• WHAT IS NEEDED:
Locate every line in the records below that contains the word "common", and copy each one.
BEGIN AVAILABLE DATA
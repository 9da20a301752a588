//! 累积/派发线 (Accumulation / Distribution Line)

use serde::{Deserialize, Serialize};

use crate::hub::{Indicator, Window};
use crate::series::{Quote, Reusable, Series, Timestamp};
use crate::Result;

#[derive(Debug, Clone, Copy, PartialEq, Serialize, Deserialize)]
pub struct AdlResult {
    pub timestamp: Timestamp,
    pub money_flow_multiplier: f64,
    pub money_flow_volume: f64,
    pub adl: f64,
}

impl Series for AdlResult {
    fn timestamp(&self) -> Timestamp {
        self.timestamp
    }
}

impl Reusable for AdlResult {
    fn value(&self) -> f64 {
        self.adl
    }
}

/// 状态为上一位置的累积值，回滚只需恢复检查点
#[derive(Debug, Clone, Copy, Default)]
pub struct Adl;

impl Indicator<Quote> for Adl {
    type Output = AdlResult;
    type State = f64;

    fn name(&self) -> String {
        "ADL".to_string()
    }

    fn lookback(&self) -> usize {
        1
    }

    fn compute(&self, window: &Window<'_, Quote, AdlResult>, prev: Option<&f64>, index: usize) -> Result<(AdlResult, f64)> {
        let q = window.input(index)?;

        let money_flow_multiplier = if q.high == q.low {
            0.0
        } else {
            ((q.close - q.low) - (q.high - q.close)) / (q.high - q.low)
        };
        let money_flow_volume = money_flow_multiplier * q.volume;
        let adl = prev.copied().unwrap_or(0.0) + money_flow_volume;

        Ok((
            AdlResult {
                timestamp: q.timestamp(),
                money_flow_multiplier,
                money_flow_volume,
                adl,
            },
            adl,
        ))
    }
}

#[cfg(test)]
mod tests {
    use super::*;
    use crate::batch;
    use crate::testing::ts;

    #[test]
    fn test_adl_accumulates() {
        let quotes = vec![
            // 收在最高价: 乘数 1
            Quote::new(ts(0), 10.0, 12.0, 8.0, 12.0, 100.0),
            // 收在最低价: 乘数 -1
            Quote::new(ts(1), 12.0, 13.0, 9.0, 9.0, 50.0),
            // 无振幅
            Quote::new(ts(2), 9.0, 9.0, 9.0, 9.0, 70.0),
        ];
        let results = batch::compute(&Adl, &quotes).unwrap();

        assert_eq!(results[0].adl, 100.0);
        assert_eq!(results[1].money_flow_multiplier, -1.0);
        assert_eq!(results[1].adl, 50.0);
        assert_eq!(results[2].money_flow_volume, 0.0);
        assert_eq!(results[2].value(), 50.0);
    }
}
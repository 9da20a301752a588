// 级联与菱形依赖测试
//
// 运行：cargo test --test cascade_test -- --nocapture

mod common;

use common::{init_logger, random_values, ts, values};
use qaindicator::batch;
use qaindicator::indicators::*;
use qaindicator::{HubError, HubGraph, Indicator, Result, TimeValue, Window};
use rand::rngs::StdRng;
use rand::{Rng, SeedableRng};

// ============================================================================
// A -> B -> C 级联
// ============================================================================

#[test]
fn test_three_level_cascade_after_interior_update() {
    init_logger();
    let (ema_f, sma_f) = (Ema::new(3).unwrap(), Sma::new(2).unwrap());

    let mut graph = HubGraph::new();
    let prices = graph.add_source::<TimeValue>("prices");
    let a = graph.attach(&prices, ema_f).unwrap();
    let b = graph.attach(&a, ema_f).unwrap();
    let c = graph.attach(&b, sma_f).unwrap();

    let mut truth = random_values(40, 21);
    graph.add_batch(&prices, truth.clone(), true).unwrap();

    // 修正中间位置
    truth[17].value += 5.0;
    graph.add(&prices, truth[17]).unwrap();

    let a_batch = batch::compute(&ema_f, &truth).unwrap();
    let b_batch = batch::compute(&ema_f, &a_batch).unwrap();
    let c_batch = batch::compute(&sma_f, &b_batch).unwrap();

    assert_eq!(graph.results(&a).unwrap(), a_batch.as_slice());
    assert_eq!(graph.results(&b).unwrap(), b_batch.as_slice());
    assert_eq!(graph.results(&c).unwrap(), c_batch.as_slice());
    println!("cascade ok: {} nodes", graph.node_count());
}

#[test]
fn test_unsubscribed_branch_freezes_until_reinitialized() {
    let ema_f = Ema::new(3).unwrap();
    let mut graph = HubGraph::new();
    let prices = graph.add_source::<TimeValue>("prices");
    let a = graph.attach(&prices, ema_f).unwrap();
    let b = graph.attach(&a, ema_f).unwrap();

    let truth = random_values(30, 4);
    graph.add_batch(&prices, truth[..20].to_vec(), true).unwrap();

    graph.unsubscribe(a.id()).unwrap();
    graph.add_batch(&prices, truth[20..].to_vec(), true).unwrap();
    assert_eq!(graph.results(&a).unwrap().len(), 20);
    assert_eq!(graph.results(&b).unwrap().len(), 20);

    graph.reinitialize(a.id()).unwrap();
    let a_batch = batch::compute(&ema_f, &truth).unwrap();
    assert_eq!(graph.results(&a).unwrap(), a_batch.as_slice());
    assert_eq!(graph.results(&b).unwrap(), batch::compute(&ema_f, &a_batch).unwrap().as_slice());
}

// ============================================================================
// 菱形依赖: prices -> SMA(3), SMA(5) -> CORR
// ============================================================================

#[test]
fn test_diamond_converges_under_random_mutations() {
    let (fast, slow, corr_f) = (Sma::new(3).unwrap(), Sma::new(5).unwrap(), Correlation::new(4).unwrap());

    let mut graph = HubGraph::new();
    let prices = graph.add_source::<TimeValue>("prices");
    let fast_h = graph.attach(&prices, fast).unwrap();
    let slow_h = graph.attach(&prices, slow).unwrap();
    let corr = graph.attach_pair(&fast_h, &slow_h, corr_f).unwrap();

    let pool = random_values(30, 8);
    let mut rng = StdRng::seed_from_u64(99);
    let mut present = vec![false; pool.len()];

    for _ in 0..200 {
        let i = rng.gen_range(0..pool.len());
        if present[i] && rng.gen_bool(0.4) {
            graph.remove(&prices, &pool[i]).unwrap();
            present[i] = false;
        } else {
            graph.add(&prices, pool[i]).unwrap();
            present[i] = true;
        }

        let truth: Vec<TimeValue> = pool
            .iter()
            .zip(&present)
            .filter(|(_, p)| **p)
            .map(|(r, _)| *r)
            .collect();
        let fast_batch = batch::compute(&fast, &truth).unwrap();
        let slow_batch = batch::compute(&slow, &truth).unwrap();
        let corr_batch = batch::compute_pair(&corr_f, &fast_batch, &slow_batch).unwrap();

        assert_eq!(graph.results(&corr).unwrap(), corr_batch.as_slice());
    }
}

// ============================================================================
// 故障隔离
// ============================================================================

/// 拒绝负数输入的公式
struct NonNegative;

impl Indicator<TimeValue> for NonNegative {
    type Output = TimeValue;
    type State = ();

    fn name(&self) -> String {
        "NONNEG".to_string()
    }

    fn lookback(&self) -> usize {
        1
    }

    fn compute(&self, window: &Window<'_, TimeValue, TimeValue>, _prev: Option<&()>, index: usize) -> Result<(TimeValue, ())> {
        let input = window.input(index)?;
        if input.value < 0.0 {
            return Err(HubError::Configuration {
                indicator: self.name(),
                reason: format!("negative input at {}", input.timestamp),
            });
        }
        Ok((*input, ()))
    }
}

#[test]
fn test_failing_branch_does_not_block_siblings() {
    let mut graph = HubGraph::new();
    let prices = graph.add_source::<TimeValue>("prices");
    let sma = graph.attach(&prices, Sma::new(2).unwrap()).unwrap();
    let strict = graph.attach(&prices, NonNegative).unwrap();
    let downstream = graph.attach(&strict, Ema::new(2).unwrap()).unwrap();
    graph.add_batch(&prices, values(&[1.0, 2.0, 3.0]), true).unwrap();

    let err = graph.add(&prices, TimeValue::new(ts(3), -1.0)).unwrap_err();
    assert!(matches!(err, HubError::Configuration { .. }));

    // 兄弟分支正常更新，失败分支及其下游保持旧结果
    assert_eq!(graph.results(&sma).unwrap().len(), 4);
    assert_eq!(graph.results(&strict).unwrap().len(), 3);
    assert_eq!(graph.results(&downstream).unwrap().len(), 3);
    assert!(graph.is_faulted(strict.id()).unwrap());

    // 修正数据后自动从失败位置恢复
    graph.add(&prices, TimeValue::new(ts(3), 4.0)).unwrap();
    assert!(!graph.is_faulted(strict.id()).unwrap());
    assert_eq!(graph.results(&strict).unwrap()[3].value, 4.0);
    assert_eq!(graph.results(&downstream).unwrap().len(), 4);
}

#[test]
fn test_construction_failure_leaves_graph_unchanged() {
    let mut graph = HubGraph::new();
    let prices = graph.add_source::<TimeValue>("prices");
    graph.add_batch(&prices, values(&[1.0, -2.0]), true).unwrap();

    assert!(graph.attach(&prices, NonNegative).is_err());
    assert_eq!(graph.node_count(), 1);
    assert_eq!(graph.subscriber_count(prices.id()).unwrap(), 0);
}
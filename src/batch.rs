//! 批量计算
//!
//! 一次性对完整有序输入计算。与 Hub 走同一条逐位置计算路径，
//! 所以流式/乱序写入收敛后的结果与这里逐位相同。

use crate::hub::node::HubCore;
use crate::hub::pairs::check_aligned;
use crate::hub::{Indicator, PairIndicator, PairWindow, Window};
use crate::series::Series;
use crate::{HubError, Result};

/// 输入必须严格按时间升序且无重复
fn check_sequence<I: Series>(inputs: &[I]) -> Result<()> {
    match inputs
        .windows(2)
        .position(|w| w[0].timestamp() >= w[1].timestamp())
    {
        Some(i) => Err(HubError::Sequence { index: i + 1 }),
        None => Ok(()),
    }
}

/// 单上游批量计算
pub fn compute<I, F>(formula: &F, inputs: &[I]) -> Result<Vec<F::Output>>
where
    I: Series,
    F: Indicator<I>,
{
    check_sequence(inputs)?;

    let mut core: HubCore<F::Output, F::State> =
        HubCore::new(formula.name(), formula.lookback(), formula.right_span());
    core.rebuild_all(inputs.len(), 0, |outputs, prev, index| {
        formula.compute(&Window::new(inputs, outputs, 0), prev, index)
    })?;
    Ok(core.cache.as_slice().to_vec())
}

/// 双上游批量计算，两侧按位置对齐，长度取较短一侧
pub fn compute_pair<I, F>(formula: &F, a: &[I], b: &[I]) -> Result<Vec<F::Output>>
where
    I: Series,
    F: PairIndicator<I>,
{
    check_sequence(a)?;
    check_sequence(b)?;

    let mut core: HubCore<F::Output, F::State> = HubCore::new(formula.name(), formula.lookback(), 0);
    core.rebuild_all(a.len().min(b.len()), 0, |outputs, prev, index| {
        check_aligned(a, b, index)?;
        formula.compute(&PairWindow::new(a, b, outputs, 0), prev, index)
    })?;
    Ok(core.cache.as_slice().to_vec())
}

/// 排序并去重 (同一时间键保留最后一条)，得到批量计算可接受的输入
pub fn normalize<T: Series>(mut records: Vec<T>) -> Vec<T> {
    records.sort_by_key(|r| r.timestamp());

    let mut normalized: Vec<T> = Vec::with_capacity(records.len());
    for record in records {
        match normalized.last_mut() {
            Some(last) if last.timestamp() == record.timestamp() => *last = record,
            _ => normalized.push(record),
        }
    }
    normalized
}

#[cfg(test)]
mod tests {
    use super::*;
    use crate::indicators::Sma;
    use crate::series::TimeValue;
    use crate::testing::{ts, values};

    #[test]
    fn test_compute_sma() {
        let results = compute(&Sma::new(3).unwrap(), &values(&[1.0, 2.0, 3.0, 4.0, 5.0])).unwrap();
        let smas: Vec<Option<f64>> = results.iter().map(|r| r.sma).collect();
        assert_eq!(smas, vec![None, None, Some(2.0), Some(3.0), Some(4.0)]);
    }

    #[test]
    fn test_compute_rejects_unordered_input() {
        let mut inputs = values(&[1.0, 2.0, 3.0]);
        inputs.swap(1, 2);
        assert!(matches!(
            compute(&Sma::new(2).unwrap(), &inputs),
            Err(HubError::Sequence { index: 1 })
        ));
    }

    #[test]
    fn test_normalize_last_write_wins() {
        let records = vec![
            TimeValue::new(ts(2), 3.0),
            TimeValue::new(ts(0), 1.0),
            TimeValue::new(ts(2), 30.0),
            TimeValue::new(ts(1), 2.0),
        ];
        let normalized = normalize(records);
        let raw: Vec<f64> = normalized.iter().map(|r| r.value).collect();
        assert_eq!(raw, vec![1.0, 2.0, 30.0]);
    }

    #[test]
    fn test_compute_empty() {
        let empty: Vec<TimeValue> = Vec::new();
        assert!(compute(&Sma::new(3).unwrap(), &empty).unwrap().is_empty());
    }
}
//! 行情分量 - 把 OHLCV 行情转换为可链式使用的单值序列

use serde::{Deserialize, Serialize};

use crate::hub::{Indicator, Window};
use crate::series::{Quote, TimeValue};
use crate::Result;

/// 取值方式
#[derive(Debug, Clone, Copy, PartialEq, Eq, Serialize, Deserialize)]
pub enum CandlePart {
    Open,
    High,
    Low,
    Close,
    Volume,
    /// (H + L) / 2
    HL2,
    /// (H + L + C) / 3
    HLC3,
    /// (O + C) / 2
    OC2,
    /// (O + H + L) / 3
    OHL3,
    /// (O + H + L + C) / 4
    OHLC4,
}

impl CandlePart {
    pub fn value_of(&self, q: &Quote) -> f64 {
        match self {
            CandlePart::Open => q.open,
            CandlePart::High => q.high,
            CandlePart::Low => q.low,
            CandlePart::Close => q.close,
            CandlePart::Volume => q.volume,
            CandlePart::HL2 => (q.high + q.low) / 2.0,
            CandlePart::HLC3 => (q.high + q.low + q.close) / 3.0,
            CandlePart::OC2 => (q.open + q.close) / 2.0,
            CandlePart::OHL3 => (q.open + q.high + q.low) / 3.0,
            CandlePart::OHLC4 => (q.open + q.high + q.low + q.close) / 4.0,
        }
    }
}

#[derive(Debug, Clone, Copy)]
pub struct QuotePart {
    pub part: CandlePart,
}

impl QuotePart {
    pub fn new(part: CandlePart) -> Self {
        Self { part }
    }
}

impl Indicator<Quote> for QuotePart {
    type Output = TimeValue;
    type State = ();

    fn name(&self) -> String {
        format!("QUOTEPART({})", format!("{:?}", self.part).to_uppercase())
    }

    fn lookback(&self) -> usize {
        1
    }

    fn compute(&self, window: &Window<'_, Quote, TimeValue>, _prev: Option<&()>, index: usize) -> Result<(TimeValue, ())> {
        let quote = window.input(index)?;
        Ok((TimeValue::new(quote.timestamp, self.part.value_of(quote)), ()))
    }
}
END AVAILABLE DATA
• YOUR SOLUTION:
mod common;
use common::{init_logger, random_values, ts, values};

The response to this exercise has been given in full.